Die Möglichkeiten zur rentablen Nutzung von Wasserkraft hängen
im großen Maße von den natürlichen Gegebenheiten eines
Landes ab. Mehr als 20 Länder der
Erde wie Norwegen und Paraguay decken ihren Strombedarf zu über 90
Prozent
aus Wasserkraft, wie auch viele andere, darunter Österreich, Brasilien, Venezuela
oder Kanada, überwiegend.
Wasserkraftwerke
arbeiten mit dem höchsten Wirkungsgrad aller heute bekannten Energieerzeugungssysteme.
Sie sind weitgehend automatisiert und verursachen vergleichsweise geringe
Betriebskosten. Sie dienen auch einer geplanten Wasserwirtschaft, die
Hochwasserkatastrophen vorbeugt, Flüsse schiffbar macht und Bewässerungsprobleme
löst.
Wasserkraft
hat Zukunft, doch findet ein Wandel in der Form ihrer Nutzung statt. Die
Zeit der Großprojekte, deren großflächige Lebensraumzerstörung
erhebliche negative soziale und ökologische Auswirkungen mit sich
brachten, scheint eindeutig vorbei zu sein. An Bedeutung gewinnt nun die
kleine Wasserkraft, d.h.

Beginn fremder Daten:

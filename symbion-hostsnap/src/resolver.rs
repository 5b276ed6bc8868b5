/*!
Résolveur d'hôtes

Index mémoire `cloudid::ip` → enregistrement hôte, reconstruit en entier depuis le
store à intervalle fixe:
- une nouvelle [`Generation`] est construite à part en paginant toute la collection,
  puis basculée sous un write lock tenu seulement pour l'affectation du pointeur
- les lecteurs clonent l'`Arc<Generation>` active sous read lock et gardent une
  génération cohérente même si une bascule a lieu pendant la requête
- sur un miss, le store est interrogé directement et le résultat est réinjecté
  dans la génération active
*/

use crate::config::ResolverConf;
use crate::models::{diff_attributes, Attributes, HostKey, HostRecord};
use crate::store::{HostStore, StoreError};
use parking_lot::RwLock;
use std::collections::HashMap;
use std::sync::Arc;
use std::time::Duration;
use time::OffsetDateTime;
use tokio::task::JoinHandle;
use tracing::{debug, error, info};

/// A host record shared between the cache and in-flight reconciliations.
///
/// Mutated in place after a successful store write so the cache reflects the
/// written state until the next refresh replaces it.
#[derive(Debug)]
pub struct CachedHost {
    record: RwLock<HostRecord>,
}

impl CachedHost {
    pub fn new(record: HostRecord) -> Self {
        Self { record: RwLock::new(record) }
    }

    pub fn host_id(&self) -> i64 {
        self.record.read().host_id
    }

    pub fn record(&self) -> HostRecord {
        self.record.read().clone()
    }

    /// Observed attributes that differ from the cached copy.
    pub fn diff(&self, observed: &Attributes) -> Attributes {
        diff_attributes(&self.record.read().attributes, observed)
    }

    pub fn apply(&self, changes: &Attributes) {
        let mut record = self.record.write();
        for (name, value) in changes {
            record.attributes.insert(name.clone(), value.clone());
        }
    }
}

/// One point-in-time index of the host collection.
pub struct Generation {
    hosts: RwLock<HashMap<HostKey, Arc<CachedHost>>>,
    built_at: OffsetDateTime,
}

impl Generation {
    pub fn empty() -> Self {
        Self::from_records(Vec::new())
    }

    pub fn from_records(records: impl IntoIterator<Item = HostRecord>) -> Self {
        let hosts = records
            .into_iter()
            .map(|record| (record.key(), Arc::new(CachedHost::new(record))))
            .collect();
        Self {
            hosts: RwLock::new(hosts),
            built_at: OffsetDateTime::now_utc(),
        }
    }

    pub fn get(&self, key: &HostKey) -> Option<Arc<CachedHost>> {
        self.hosts.read().get(key).cloned()
    }

    /// First candidate IP present in this generation.
    pub fn find(&self, cloud_id: i64, ips: &[String]) -> Option<Arc<CachedHost>> {
        let hosts = self.hosts.read();
        ips.iter().find_map(|ip| hosts.get(&HostKey::new(cloud_id, ip)).cloned())
    }

    fn insert(&self, key: HostKey, host: Arc<CachedHost>) {
        self.hosts.write().insert(key, host);
    }

    pub fn len(&self) -> usize {
        self.hosts.read().len()
    }

    pub fn is_empty(&self) -> bool {
        self.len() == 0
    }

    pub fn built_at(&self) -> OffsetDateTime {
        self.built_at
    }
}

pub struct HostResolver {
    store: Arc<dyn HostStore>,
    active: RwLock<Arc<Generation>>,
    page_size: u64,
    refresh_interval: Duration,
}

impl HostResolver {
    /// Starts with an empty generation; call [`refresh`](Self::refresh) or
    /// [`spawn_refresh_loop`](Self::spawn_refresh_loop) to populate it.
    pub fn new(store: Arc<dyn HostStore>, conf: &ResolverConf) -> Self {
        Self {
            store,
            active: RwLock::new(Arc::new(Generation::empty())),
            page_size: conf.page_size.max(1),
            refresh_interval: conf.refresh_interval(),
        }
    }

    /// The generation currently serving reads.
    pub fn generation(&self) -> Arc<Generation> {
        Arc::clone(&self.active.read())
    }

    /// Cache-only lookup over the candidate IPs, in order.
    pub fn lookup(&self, cloud_id: i64, ips: &[String]) -> Option<Arc<CachedHost>> {
        self.generation().find(cloud_id, ips)
    }

    /// Cache first, then a single store query for all candidates.
    ///
    /// `Ok(None)` means neither the cache nor the store know the host; the
    /// caller decides whether to record that in the negative filter.
    pub async fn resolve(&self, cloud_id: i64, ips: &[String]) -> Result<Option<Arc<CachedHost>>, StoreError> {
        if let Some(host) = self.lookup(cloud_id, ips) {
            return Ok(Some(host));
        }
        if ips.is_empty() {
            return Ok(None);
        }

        debug!(cloud_id, ?ips, "ips not in cache, querying store");
        let found = self.store.find_by_inner_ips(cloud_id, ips).await.map_err(|e| {
            error!(cloud_id, ?ips, "host lookup failed: {e}");
            e
        })?;

        let Some(record) = found.into_iter().next() else {
            info!(cloud_id, ?ips, "ips not in cache and store");
            return Ok(None);
        };

        let key = record.key();
        let host = Arc::new(CachedHost::new(record));
        self.generation().insert(key, Arc::clone(&host));
        Ok(Some(host))
    }

    /// Pages through the whole collection. A failed page aborts the build.
    pub async fn build_generation(&self) -> Result<Generation, StoreError> {
        let mut records = Vec::new();
        let mut start = 0u64;
        loop {
            let page = self.store.list_page(start, self.page_size).await?;
            let fetched = page.len() as u64;
            records.extend(page);
            if fetched < self.page_size {
                break;
            }
            start += self.page_size;
        }
        Ok(Generation::from_records(records))
    }

    /// Builds a new generation and swaps it in. On store failure the active
    /// generation is kept and `None` is returned.
    pub async fn refresh(&self) -> Option<usize> {
        match self.build_generation().await {
            Ok(generation) => {
                let size = generation.len();
                *self.active.write() = Arc::new(generation);
                info!(hosts = size, "host cache refreshed");
                Some(size)
            }
            Err(e) => {
                error!("host cache refresh failed, keeping previous generation: {e}");
                None
            }
        }
    }

    /// Refreshes immediately, then every refresh interval, for the life of the
    /// process.
    pub fn spawn_refresh_loop(self: &Arc<Self>) -> JoinHandle<()> {
        let resolver = Arc::clone(self);
        info!(interval_secs = resolver.refresh_interval.as_secs(), "starting host cache refresh loop");

        tokio::spawn(async move {
            let mut interval = tokio::time::interval(resolver.refresh_interval);
            loop {
                interval.tick().await;
                resolver.refresh().await;
            }
        })
    }
}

Anlagen mit einer Leistung bis
etwa 10 Megawatt, bei der solche Probleme nicht auftreten.
In Deutschland gibt es eine überschaubare Anzahl von mittleren und
kleinen sowie wenigen großen Unternehmen, die Turbinen und andere
Maschinenbau-Komponenten für den Bereich Wasserkraft produzieren.
Einige von ihnen blicken dabei auf eine lange Tradition und entsprechende
Erfahrung bei der Entwicklung und dem Einsatz von Wasserkraft-Technologien
zurück.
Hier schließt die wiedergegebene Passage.